## YOUR GOAL
From the line holding "const AWS_ACCOUNT_ID: Field" to the final line of the entries, set down each line exactly, including both, and nothing more.

[Saved entries]
= = = = =

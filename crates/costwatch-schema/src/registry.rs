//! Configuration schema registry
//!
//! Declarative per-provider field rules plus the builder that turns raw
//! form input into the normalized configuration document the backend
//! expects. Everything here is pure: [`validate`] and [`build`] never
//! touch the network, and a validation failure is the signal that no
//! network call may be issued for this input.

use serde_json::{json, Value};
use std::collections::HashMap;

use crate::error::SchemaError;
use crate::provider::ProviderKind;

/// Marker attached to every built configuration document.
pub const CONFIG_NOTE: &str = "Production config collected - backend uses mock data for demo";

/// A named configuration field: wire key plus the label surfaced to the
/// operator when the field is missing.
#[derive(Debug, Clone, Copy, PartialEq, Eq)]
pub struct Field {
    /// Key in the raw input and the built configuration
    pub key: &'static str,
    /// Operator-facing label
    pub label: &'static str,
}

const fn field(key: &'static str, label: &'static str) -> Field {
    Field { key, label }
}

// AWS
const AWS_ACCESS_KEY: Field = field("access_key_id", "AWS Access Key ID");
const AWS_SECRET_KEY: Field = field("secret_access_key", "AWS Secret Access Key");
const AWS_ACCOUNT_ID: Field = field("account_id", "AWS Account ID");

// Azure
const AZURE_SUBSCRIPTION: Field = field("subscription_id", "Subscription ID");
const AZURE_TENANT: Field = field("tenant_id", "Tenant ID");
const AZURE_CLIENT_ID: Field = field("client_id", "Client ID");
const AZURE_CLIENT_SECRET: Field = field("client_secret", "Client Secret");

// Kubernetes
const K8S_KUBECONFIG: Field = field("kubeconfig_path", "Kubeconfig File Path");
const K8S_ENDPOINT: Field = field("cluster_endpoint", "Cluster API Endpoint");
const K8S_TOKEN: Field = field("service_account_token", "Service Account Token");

= = = = =

## RESPONSE BELOW
const AWS_ACCOUNT_ID: Field = field("account_id", "AWS Account ID");

// Azure
const AZURE_SUBSCRIPTION: Field = field("subscription_id", "Subscription ID");
const AZURE_TENANT: Field = field("tenant_id", "Tenant ID");
const AZURE_CLIENT_ID: Field = field("client_id", "Client ID");
const AZURE_CLIENT_SECRET: Field = field("client_secret", "Client Secret");

// Kubernetes
const K8S_KUBECONFIG: Field = field("kubeconfig_path", "Kubeconfig File Path");
const K8S_ENDPOINT: Field = field("cluster_endpoint", "Cluster API Endpoint");
const K8S_TOKEN: Field = field("service_account_token", "Service Account Token");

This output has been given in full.